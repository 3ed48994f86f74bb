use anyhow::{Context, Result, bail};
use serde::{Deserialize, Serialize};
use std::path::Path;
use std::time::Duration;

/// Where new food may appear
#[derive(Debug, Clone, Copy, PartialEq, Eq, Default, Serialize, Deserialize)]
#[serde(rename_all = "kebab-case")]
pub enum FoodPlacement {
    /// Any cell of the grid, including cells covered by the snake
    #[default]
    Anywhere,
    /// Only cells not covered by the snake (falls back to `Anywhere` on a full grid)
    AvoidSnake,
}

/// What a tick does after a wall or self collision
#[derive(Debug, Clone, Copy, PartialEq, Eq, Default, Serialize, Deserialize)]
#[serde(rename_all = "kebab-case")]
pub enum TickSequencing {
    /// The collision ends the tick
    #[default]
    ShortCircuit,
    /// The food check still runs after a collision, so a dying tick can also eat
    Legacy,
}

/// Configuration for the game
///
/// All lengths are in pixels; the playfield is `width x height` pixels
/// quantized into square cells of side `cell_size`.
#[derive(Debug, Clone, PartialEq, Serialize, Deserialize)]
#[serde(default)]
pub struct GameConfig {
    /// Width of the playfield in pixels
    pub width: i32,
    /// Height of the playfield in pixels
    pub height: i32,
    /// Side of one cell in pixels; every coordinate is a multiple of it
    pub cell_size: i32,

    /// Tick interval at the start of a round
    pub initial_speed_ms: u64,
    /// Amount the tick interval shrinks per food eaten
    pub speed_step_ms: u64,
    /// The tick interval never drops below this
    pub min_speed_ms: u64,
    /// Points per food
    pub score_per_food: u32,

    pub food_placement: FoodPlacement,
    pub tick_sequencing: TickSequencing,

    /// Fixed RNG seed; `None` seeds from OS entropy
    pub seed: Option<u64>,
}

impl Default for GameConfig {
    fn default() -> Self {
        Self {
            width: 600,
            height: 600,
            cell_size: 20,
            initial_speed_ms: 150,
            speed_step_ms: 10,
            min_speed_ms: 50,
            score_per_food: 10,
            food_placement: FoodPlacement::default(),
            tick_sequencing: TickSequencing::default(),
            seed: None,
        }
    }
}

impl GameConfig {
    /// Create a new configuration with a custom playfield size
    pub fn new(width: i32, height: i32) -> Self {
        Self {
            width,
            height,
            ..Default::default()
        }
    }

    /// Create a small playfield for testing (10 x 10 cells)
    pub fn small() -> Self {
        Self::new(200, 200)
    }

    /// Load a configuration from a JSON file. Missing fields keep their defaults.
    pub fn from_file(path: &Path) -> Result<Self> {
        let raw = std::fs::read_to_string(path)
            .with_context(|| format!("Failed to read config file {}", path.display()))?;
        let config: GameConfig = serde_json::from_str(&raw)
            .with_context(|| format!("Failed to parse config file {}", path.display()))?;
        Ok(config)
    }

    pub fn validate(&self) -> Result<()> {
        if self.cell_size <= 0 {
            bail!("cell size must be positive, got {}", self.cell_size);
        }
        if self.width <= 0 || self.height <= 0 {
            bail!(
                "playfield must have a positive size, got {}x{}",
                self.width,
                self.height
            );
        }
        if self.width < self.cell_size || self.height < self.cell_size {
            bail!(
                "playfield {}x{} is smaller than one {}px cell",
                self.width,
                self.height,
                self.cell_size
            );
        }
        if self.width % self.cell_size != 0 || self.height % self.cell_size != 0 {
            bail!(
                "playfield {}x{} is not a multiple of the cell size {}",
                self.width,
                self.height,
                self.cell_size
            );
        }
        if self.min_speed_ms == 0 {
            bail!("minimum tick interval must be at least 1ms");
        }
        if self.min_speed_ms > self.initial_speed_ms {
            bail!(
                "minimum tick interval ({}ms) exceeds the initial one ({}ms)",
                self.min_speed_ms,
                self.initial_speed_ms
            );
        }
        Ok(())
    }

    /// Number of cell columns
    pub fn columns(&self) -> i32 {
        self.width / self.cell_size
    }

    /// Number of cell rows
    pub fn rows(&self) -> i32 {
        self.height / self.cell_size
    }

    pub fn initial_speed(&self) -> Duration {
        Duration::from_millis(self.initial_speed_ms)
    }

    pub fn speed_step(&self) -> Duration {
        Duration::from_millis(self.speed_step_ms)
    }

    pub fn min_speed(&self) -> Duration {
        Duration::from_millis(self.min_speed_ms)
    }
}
#####
▶ [TASK REQUIREMENTS] Give the number of lines in the listing above that contain the word "must", with no other text.

▶ [WORKED SOLUTION] 3